## Try it
Across the data below, state how many lines hold "Copy", and reply with nothing but that number.

*** Opening of Dataset content ***

//! Core event types and channel policy for grit.
//!
//! The runtime has exactly one concurrency boundary: a blocking input thread
//! publishing into a bounded single-producer single-consumer channel drained
//! by the event loop. The capacity below is deliberately small — the consumer
//! drains opportunistically and draws once per burst, so a deep queue only
//! adds latency.

use std::fmt;

/// Bounded event channel capacity between the input thread and the loop.
pub const EVENT_CHANNEL_CAP: usize = 20;

/// Top-level event consumed by the editor loop.
#[derive(Debug, Clone, Copy, PartialEq, Eq)]
pub enum Event {
    Key(KeyEvent),
    /// Terminal resize (columns, rows).
    Resize(u16, u16),
}

bitflags::bitflags! {
    #[derive(Clone, Copy, Debug, PartialEq, Eq, Hash, Default)]
    pub struct KeyModifiers: u8 {
        const CTRL = 0b0000_0001;
        const ALT  = 0b0000_0010;
    }
}

/// Named terminal keys. Printable input arrives as `Char`; control chords
/// arrive as `Char` plus the CTRL modifier.
#[derive(Debug, Clone, Copy, PartialEq, Eq, Hash)]
pub enum KeyCode {
    Char(char),
    Enter,
    Tab,
    Backspace,
    Delete,
    Home,
    End,
    PageUp,
    PageDown,
    Up,
    Down,
    Left,
    Right,
    F(u8),
}

/// A single key press: code plus modifier bitflags. This is also the unit
/// stored by the keyboard macro recorder, so it must stay `Copy` and cheap.
#[derive(Debug, Clone, Copy, PartialEq, Eq, Hash)]
pub struct KeyEvent {
    pub code: KeyCode,
    pub mods: KeyModifiers,
}

impl KeyEvent {
    pub fn new(code: KeyCode, mods: KeyModifiers) -> Self {
        Self { code, mods }
    }

    pub fn plain(code: KeyCode) -> Self {
        Self {
            code,
            mods: KeyModifiers::empty(),
        }
    }

    pub fn ctrl(c: char) -> Self {
        Self {
            code: KeyCode::Char(c),
            mods: KeyModifiers::CTRL,
        }
    }

    pub fn alt(c: char) -> Self {
        Self {
            code: KeyCode::Char(c),
            mods: KeyModifiers::ALT,
        }
    }

    pub fn ch(c: char) -> Self {
        Self::plain(KeyCode::Char(c))
    }

    /// True for the control chord `Ctrl-<c>` (case-insensitive, no Alt).
    pub fn is_ctrl(&self, c: char) -> bool {
        self.mods == KeyModifiers::CTRL
            && matches!(self.code, KeyCode::Char(k) if k.eq_ignore_ascii_case(&c))
    }

    /// True for `Alt-<c>` (no Ctrl).
    pub fn is_alt(&self, c: char) -> bool {
        self.mods == KeyModifiers::ALT && self.code == KeyCode::Char(c)
    }

    /// The printable rune of an unmodified key press, if any.
    pub fn plain_char(&self) -> Option<char> {
        if self.mods.is_empty() {
            if let KeyCode::Char(c) = self.code {
                return Some(c);
            }
        }
        None
    }
}

impl fmt::Display for KeyEvent {
    fn fmt(&self, f: &mut fmt::Formatter<'_>) -> fmt::Result {
        if self.mods.contains(KeyModifiers::CTRL) {
            write!(f, "C-")?;
        }
        if self.mods.contains(KeyModifiers::ALT) {
            write!(f, "M-")?;
        }
        match self.code {
            KeyCode::Char(' ') => write!(f, "SPC"),
            KeyCode::Char(c) => write!(f, "{c}"),
            KeyCode::Enter => write!(f, "RET"),
            KeyCode::Tab => write!(f, "TAB"),
            KeyCode::Backspace => write!(f, "DEL"),
            KeyCode::Delete => write!(f, "<delete>"),
            KeyCode::Home => write!(f, "<home>"),
            KeyCode::End => write!(f, "<end>"),
            KeyCode::PageUp => write!(f, "<prior>"),
            KeyCode::PageDown => write!(f, "<next>"),
            KeyCode::Up => write!(f, "<up>"),
            KeyCode::Down => write!(f, "<down>"),
            KeyCode::Left => write!(f, "<left>"),
            KeyCode::Right => write!(f, "<right>"),
            KeyCode::F(n) => write!(f, "<f{n}>"),
        }
    }
}

pub type EventResult<T> = anyhow::Result<T>;

#[cfg(test)]
mod tests {
    use super::*;

    #[test]
    fn chord_predicates() {
        let k = KeyEvent::ctrl('x');
        assert!(k.is_ctrl('x'));
        assert!(k.is_ctrl('X'));
        assert!(!k.is_alt('x'));
        assert!(k.plain_char().is_none());

        let a = KeyEvent::alt('f');
        assert!(a.is_alt('f'));
        assert!(!a.is_ctrl('f'));

        let p = KeyEvent::ch('q');
        assert_eq!(p.plain_char(), Some('q'));
    }

    #[test]
    fn display_emacs_style() {
        assert_eq!(KeyEvent::ctrl('x').to_string(), "C-x");
        assert_eq!(KeyEvent::alt('<').to_string(), "M-<");
        assert_eq!(KeyEvent::plain(KeyCode::Enter).to_string(), "RET");
        assert_eq!(
            KeyEvent::new(KeyCode::Char(' '), KeyModifiers::CTRL).to_string(),
            "C-SPC"
        );
    }
}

*** Close of Dataset content ***

## Response to the exercise
5